> Exercise instructions
Only a number is required: the count of lines in the material below that contain "ExecutorSettings".

↓↓↓

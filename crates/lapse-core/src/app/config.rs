//! SweepConfig - 起動時に一度だけ読む設定
//!
//! All fields carry defaults so a deployment only spells out what it changes.
//! Sources, later ones win:
//! 1. built-in defaults
//! 2. a TOML file (`SweepConfig::from_toml_file`)
//! 3. `LAPSE_*` environment variables (`SweepConfig::apply_env`)

use std::path::Path;
use std::str::FromStr;
use std::time::Duration;

use serde::{Deserialize, Serialize};
use thiserror::Error;

use super::cron::{CronError, CronSchedule};
use crate::sweep::{BackoffPolicy, DispatchPolicy, ExecutorSettings};

#[derive(Debug, Error)]
pub enum ConfigError {
    #[error("failed to read config file {path}: {source}")]
    Io {
        path: String,
        #[source]
        source: std::io::Error,
    },

    #[error("invalid config file: {0}")]
    Parse(#[from] toml::de::Error),

    #[error("invalid value {value:?} for {key}")]
    Env { key: String, value: String },

    #[error("invalid schedule: {0}")]
    Schedule(#[from] CronError),

    #[error("invalid config: {0}")]
    Invalid(String),
}

#[derive(Debug, Clone, PartialEq, Eq, Serialize, Deserialize)]
#[serde(default)]
pub struct SweepConfig {
    /// Master switch. When off the scheduler never loops.
    pub enabled: bool,

    /// Cron expression (`MIN HOUR DOM MON DOW` or `@hourly` style macro).
    pub schedule: String,

    pub batch_size: usize,
    pub batch_pause_ms: u64,

    /// Maximum leads per owner notification.
    pub per_owner_cap: usize,
    pub cooldown_minutes: u64,

    /// Consecutive failures before backoff kicks in.
    pub max_consecutive_errors: u32,
    pub initial_backoff_minutes: u64,
    pub max_backoff_minutes: u64,

    pub execution_deadline_secs: u64,
    pub lock_timeout_secs: u64,

    pub notification_ttl_days: u64,
    pub notice_backlog_limit: usize,

    /// Stop the scheduler on an unclassified error instead of backing off.
    pub fail_stop_on_unexpected: bool,

    /// Per-connection buffer of the live push channel.
    pub push_buffer: usize,
}

impl Default for SweepConfig {
    fn default() -> Self {
        Self {
            enabled: true,
            schedule: "*/5 * * * *".to_string(),
            batch_size: 100,
            batch_pause_ms: 100,
            per_owner_cap: 10,
            cooldown_minutes: 60,
            max_consecutive_errors: 3,
            initial_backoff_minutes: 30,
            max_backoff_minutes: 1440,
            execution_deadline_secs: 300,
            lock_timeout_secs: 10,
            notification_ttl_days: 30,
            notice_backlog_limit: 1000,
            fail_stop_on_unexpected: true,
            push_buffer: 64,
        }
    }
}

impl SweepConfig {
    pub fn from_toml_str(raw: &str) -> Result<Self, ConfigError> {
        Ok(toml::from_str(raw)?)
    }

    pub fn from_toml_file(path: impl AsRef<Path>) -> Result<Self, ConfigError> {
        let path = path.as_ref();
        let raw = std::fs::read_to_string(path).map_err(|source| ConfigError::Io {
            path: path.display().to_string(),
            source,
        })?;
        Self::from_toml_str(&raw)
    }

    /// Apply `LAPSE_*` overrides from the process environment.
    pub fn apply_env(&mut self) -> Result<(), ConfigError> {
        self.apply_overrides(|key| std::env::var(key).ok())
    }

    /// Apply overrides from any key lookup (`LAPSE_BATCH_SIZE`, ...).
    pub fn apply_overrides(
        &mut self,
        lookup: impl Fn(&str) -> Option<String>,
    ) -> Result<(), ConfigError> {
        if let Some(schedule) = lookup("LAPSE_SCHEDULE") {
            self.schedule = schedule;
        }
        override_parsed(&lookup, "LAPSE_ENABLED", &mut self.enabled)?;
        override_parsed(&lookup, "LAPSE_BATCH_SIZE", &mut self.batch_size)?;
        override_parsed(&lookup, "LAPSE_BATCH_PAUSE_MS", &mut self.batch_pause_ms)?;
        override_parsed(&lookup, "LAPSE_PER_OWNER_CAP", &mut self.per_owner_cap)?;
        override_parsed(&lookup, "LAPSE_COOLDOWN_MINUTES", &mut self.cooldown_minutes)?;
        override_parsed(&lookup, "LAPSE_MAX_CONSECUTIVE_ERRORS", &mut self.max_consecutive_errors)?;
        override_parsed(&lookup, "LAPSE_INITIAL_BACKOFF_MINUTES", &mut self.initial_backoff_minutes)?;
        override_parsed(&lookup, "LAPSE_MAX_BACKOFF_MINUTES", &mut self.max_backoff_minutes)?;
        override_parsed(&lookup, "LAPSE_EXECUTION_DEADLINE_SECS", &mut self.execution_deadline_secs)?;
        override_parsed(&lookup, "LAPSE_LOCK_TIMEOUT_SECS", &mut self.lock_timeout_secs)?;
        override_parsed(&lookup, "LAPSE_NOTIFICATION_TTL_DAYS", &mut self.notification_ttl_days)?;
        override_parsed(&lookup, "LAPSE_NOTICE_BACKLOG_LIMIT", &mut self.notice_backlog_limit)?;
        override_parsed(&lookup, "LAPSE_FAIL_STOP_ON_UNEXPECTED", &mut self.fail_stop_on_unexpected)?;
        override_parsed(&lookup, "LAPSE_PUSH_BUFFER", &mut self.push_buffer)?;
        Ok(())
    }

    /// Reject configurations the sweep cannot run with.
    pub fn validate(&self) -> Result<(), ConfigError> {
        self.cron_schedule()?;
        if self.batch_size == 0 {
            return Err(ConfigError::Invalid("batch_size must be at least 1".into()));
        }
        if self.per_owner_cap == 0 {
            return Err(ConfigError::Invalid("per_owner_cap must be at least 1".into()));
        }
        if self.max_consecutive_errors == 0 {
            return Err(ConfigError::Invalid(
                "max_consecutive_errors must be at least 1".into(),
            ));
        }
        if self.initial_backoff_minutes > self.max_backoff_minutes {
            return Err(ConfigError::Invalid(format!(
                "initial_backoff_minutes ({}) exceeds max_backoff_minutes ({})",
                self.initial_backoff_minutes, self.max_backoff_minutes
            )));
        }
        if self.execution_deadline_secs == 0 {
            return Err(ConfigError::Invalid(
                "execution_deadline_secs must be at least 1".into(),
            ));
        }
        Ok(())
    }

    pub fn cron_schedule(&self) -> Result<CronSchedule, CronError> {
        self.schedule.parse()
    }

    pub fn backoff_policy(&self) -> BackoffPolicy {
        BackoffPolicy {
            threshold: self.max_consecutive_errors,
            initial: minutes(self.initial_backoff_minutes),
            max: minutes(self.max_backoff_minutes),
        }
    }

    pub fn dispatch_policy(&self) -> DispatchPolicy {
        DispatchPolicy {
            per_owner_cap: self.per_owner_cap,
            cooldown: minutes(self.cooldown_minutes),
            notification_ttl: minutes(self.notification_ttl_days.saturating_mul(24 * 60)),
        }
    }

    pub fn executor_settings(&self) -> ExecutorSettings {
        ExecutorSettings {
            lock_timeout: Duration::from_secs(self.lock_timeout_secs),
            execution_deadline: Duration::from_secs(self.execution_deadline_secs),
            batch_pause: Duration::from_millis(self.batch_pause_ms),
            notice_backlog_limit: self.notice_backlog_limit,
        }
    }
}

fn minutes(n: u64) -> Duration {
    Duration::from_secs(n.saturating_mul(60))
}

fn override_parsed<T: FromStr>(
    lookup: &impl Fn(&str) -> Option<String>,
    key: &str,
    slot: &mut T,
) -> Result<(), ConfigError> {
    let Some(value) = lookup(key) else {
        return Ok(());
    };
    *slot = value.trim().parse().map_err(|_| ConfigError::Env {
        key: key.to_string(),
        value,
    })?;
    Ok(())
}

#[cfg(test)]
mod tests {
    use super::*;
    use std::collections::HashMap;

    #[test]
    fn defaults_are_valid() {
        let config = SweepConfig::default();
        config.validate().unwrap();
        assert_eq!(config.backoff_policy().threshold, 3);
        assert_eq!(config.backoff_policy().max, Duration::from_secs(1440 * 60));
        assert_eq!(config.dispatch_policy().cooldown, Duration::from_secs(3600));
        assert_eq!(
            config.executor_settings().execution_deadline,
            Duration::from_secs(300)
        );
    }

    #[test]
    fn toml_overrides_only_what_it_names() {
        let config = SweepConfig::from_toml_str(
            r#"
            schedule = "@hourly"
            per_owner_cap = 5
            fail_stop_on_unexpected = false
            "#,
        )
        .unwrap();

        assert_eq!(config.schedule, "@hourly");
        assert_eq!(config.per_owner_cap, 5);
        assert!(!config.fail_stop_on_unexpected);
        assert_eq!(config.batch_size, 100);
        config.validate().unwrap();
    }

    #[test]
    fn unknown_types_are_rejected() {
        let err = SweepConfig::from_toml_str("batch_size = \"lots\"").unwrap_err();
        assert!(matches!(err, ConfigError::Parse(_)));
    }

    #[test]
    fn env_overrides_win() {
        let env: HashMap<&str, &str> = HashMap::from([
            ("LAPSE_ENABLED", "false"),
            ("LAPSE_BATCH_SIZE", " 250 "),
            ("LAPSE_SCHEDULE", "0 * * * *"),
        ]);
        let mut config = SweepConfig::default();
        config
            .apply_overrides(|key| env.get(key).map(|v| v.to_string()))
            .unwrap();

        assert!(!config.enabled);
        assert_eq!(config.batch_size, 250);
        assert_eq!(config.schedule, "0 * * * *");
    }

    #[test]
    fn malformed_env_value_names_the_key() {
        let mut config = SweepConfig::default();
        let err = config
            .apply_overrides(|key| (key == "LAPSE_PER_OWNER_CAP").then(|| "ten".to_string()))
            .unwrap_err();
        assert!(err.to_string().contains("LAPSE_PER_OWNER_CAP"));
    }

    #[test]
    fn validation_catches_bad_values() {
        let config = SweepConfig {
            initial_backoff_minutes: 120,
            max_backoff_minutes: 60,
            ..SweepConfig::default()
        };
        assert!(matches!(config.validate(), Err(ConfigError::Invalid(_))));

        let config = SweepConfig {
            schedule: "every tuesday".into(),
            ..SweepConfig::default()
        };
        assert!(matches!(config.validate(), Err(ConfigError::Schedule(_))));

        let config = SweepConfig {
            batch_size: 0,
            ..SweepConfig::default()
        };
        assert!(config.validate().is_err());
    }
}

↑↑↑

> Exercise output
3